Enter Stages, right? Carlton and Stages producing artistic director Brian Kojac have a close working relationship stretching back to 1995, before Carlton had blossomed into the "little Orson Welles" he is today, Kojac says. The short-film festivals they'd held at their old Anaheim location won enthusiastic response, and now that Stages is securely ensconced in college-y downtown Fullerton, the time and place seem ripe for lights, camera and, naturally, action.

"We're trying to get people into the theater who may not come in to see a regular play," Kojac says. "How do you deal with The Importance of Being Earnest anymore? College kids couldn't give a shit—they were forced to read it in high school."

So when the Carlton-directed production of The Elephant Man was slated to include a video screen and projector, Kojac and Carlton organized the Stages Short Film Exposé—"'Festival' implies some sort of competition," explains Kojac—to provide several local filmmakers, including Chapman University graduate Carlton, with a place to show their work.

"People normally can't see these kinds of projects," Carlton says. "They're a little riskier, or the stories aren't typical, or the style is just completely different from what most people are used to at the cineplexes. So adding this into the mix might be really nice."

The films, many by Carlton's fellow Chapman grads, are a wildly diverse group of shorts, arranged in two approximately hourlong programs. Between murders intentional and accidental, taut morality plays, out-there avant comedy and even a little based-on-a-true-story drama, Carlton says, "there's no danger of someone being bored."

Besides shorts Fuga (by Zac Boggs, an experimental short about the chaos of the city) and Monochrome (by Neil Thibedeau, about a blind painter suddenly granted sight), Friday's program features two award-winning films by Carlton and one by much-lauded commercial director Thomas Richter.

Carlton's The Doctor, crafted to resemble a 1940s foreign film (complete with made-up pseudo-language and subtitles), tracks the torment of a physician forced to choose between preserving his integrity or preserving his people, while Bliss follows another tortured soul into the almost-as-foreign rave scene. Richter, a longtime filmmaker who, says Kojac, is currently generating some intriguing rumblings out Hollywood way, turns in Tasteless, a pitch-black comedy about a dinner party gone —in true cinematic fashion—horribly, horribly awry.

Saturday's program matches Bogg's Fuga with Chapman alums Chris Levitus' Is Small Problem (about building a foundation for a relationship while trying to dispose of a pesky corpse) and Olatunde Osunsami's Ét At, a historical drama about 1970s Nigeria. Carlton will also be showing his own Hammurabi's Code, a more-than-a-little-political piece about serial killers sentenced to the mercy of their victims' families that won an award at the New York Student Film Festival.

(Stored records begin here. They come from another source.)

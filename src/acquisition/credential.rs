/*!
SNMP credentials.

A `Credential` can only be obtained through `Credential::new`, which checks that every field the
chosen security model needs is present. Raw, possibly half-filled options live in
`CredentialOptions` (the shape they arrive in from configuration).
*/

use std::{fmt::Display, str::FromStr};

use serde::{Deserialize, Serialize};
use thiserror::Error;

#[derive(Debug, Clone, Error, PartialEq, Eq)]
pub enum ConfigError {
    #[error("unsupported SNMP version {0}, expected 1, 2 or 3")]
    UnsupportedVersion(u8),
    #[error("SNMPv{version} requires a non-empty {field}")]
    MissingField { version: u8, field: &'static str },
    #[error("unknown authentication protocol '{0}'")]
    UnknownAuthProtocol(String),
    #[error("unknown privacy protocol '{0}'")]
    UnknownPrivProtocol(String),
}

#[derive(Debug, Clone, Copy, PartialEq, Eq, Serialize, Deserialize)]
pub enum AuthProtocol {
    Md5,
    Sha1,
    Sha224,
    Sha256,
    Sha384,
    Sha512,
}

impl FromStr for AuthProtocol {
    type Err = ConfigError;

    fn from_str(s: &str) -> Result<Self, Self::Err> {
        use AuthProtocol::*;
        let normalized = s.trim().to_ascii_uppercase().replace('-', "");
        match normalized.as_str() {
            "MD5" => Ok(Md5),
            "SHA" | "SHA1" => Ok(Sha1),
            "SHA224" => Ok(Sha224),
            "SHA256" => Ok(Sha256),
            "SHA384" => Ok(Sha384),
            "SHA512" => Ok(Sha512),
            _ => Err(ConfigError::UnknownAuthProtocol(s.to_string())),
        }
    }
}

#[derive(Debug, Clone, Copy, PartialEq, Eq, Serialize, Deserialize)]
pub enum PrivProtocol {
    Des,
    Aes128,
    Aes192,
    Aes256,
}

impl FromStr for PrivProtocol {
    type Err = ConfigError;

    fn from_str(s: &str) -> Result<Self, Self::Err> {
        use PrivProtocol::*;
        let normalized = s.trim().to_ascii_uppercase().replace('-', "");
        match normalized.as_str() {
            "DES" => Ok(Des),
            "AES" | "AES128" => Ok(Aes128),
            "AES192" => Ok(Aes192),
            "AES256" => Ok(Aes256),
            _ => Err(ConfigError::UnknownPrivProtocol(s.to_string())),
        }
    }
}

/// Community used when the configuration names none.
pub const DEFAULT_COMMUNITY: &str = "public";

fn default_community() -> Option<String> {
    Some(DEFAULT_COMMUNITY.to_string())
}

/// Credential fields as they appear in configuration. Any of them may be missing, except that
/// an absent `community` reads as `public`.
#[derive(Debug, Clone, Default, PartialEq, Eq, Serialize, Deserialize)]
#[serde(default)]
pub struct CredentialOptions {
    #[serde(default = "default_community")]
    pub community: Option<String>,
    pub user: Option<String>,
    pub auth_key: Option<String>,
    pub priv_key: Option<String>,
    pub auth_protocol: Option<String>,
    pub priv_protocol: Option<String>,
}

impl CredentialOptions {
    pub fn community(community: &str) -> Self {
        Self {
            community: Some(community.to_string()),
            ..Default::default()
        }
    }
}

/// Validated credential for one of the three SNMP security models.
#[derive(Clone, PartialEq, Eq)]
pub enum Credential {
    V1 {
        community: String,
    },
    V2c {
        community: String,
    },
    V3 {
        user: String,
        auth_key: String,
        priv_key: String,
        auth_protocol: AuthProtocol,
        priv_protocol: PrivProtocol,
    },
}

fn required(value: &Option<String>, version: u8, field: &'static str) -> Result<String, ConfigError> {
    match value {
        Some(v) if !v.is_empty() => Ok(v.clone()),
        _ => Err(ConfigError::MissingField { version, field }),
    }
}

impl Credential {
    pub fn new(version: u8, options: &CredentialOptions) -> Result<Self, ConfigError> {
        match version {
            1 => Ok(Credential::V1 {
                community: required(&options.community, version, "community")?,
            }),
            2 => Ok(Credential::V2c {
                community: required(&options.community, version, "community")?,
            }),
            3 => {
                let user = required(&options.user, version, "user")?;
                let auth_key = required(&options.auth_key, version, "auth_key")?;
                let priv_key = required(&options.priv_key, version, "priv_key")?;
                let auth_protocol = required(&options.auth_protocol, version, "auth_protocol")?.parse()?;
                let priv_protocol = required(&options.priv_protocol, version, "priv_protocol")?.parse()?;
                Ok(Credential::V3 {
                    user,
                    auth_key,
                    priv_key,
                    auth_protocol,
                    priv_protocol,
                })
            }
            other => Err(ConfigError::UnsupportedVersion(other)),
        }
    }

    pub fn version(&self) -> u8 {
        match self {
            Credential::V1 { .. } => 1,
            Credential::V2c { .. } => 2,
            Credential::V3 { .. } => 3,
        }
    }
}

// Secrets stay out of logs

impl std::fmt::Debug for Credential {
    fn fmt(&self, f: &mut std::fmt::Formatter<'_>) -> std::fmt::Result {
        match self {
            Credential::V1 { .. } => f.debug_struct("V1").finish_non_exhaustive(),
            Credential::V2c { .. } => f.debug_struct("V2c").finish_non_exhaustive(),
            Credential::V3 { user, auth_protocol, priv_protocol, .. } => f
                .debug_struct("V3")
                .field("user", user)
                .field("auth_protocol", auth_protocol)
                .field("priv_protocol", priv_protocol)
                .finish_non_exhaustive(),
        }
    }
}

impl Display for Credential {
    fn fmt(&self, f: &mut std::fmt::Formatter<'_>) -> std::fmt::Result {
        match self {
            Credential::V1 { .. } => write!(f, "SNMPv1 community"),
            Credential::V2c { .. } => write!(f, "SNMPv2c community"),
            Credential::V3 { user, .. } => write!(f, "SNMPv3 user {}", user),
        }
    }
}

It's still in the baby stages, says Kojac, with most of this batch of filmmakers informally drawn from Carlton's film-school buddies, but he'd like it to grow up into something else. "There's interest out there," he says. "Let's cultivate it, damn it!"

"The key is that it's not just about OC, it's about getting it out to the rest of the world," says Carlton. "Exposure is the best thing. The more people who see it, the more people will know about you and the more people will know about your films. And who knows who's watching?"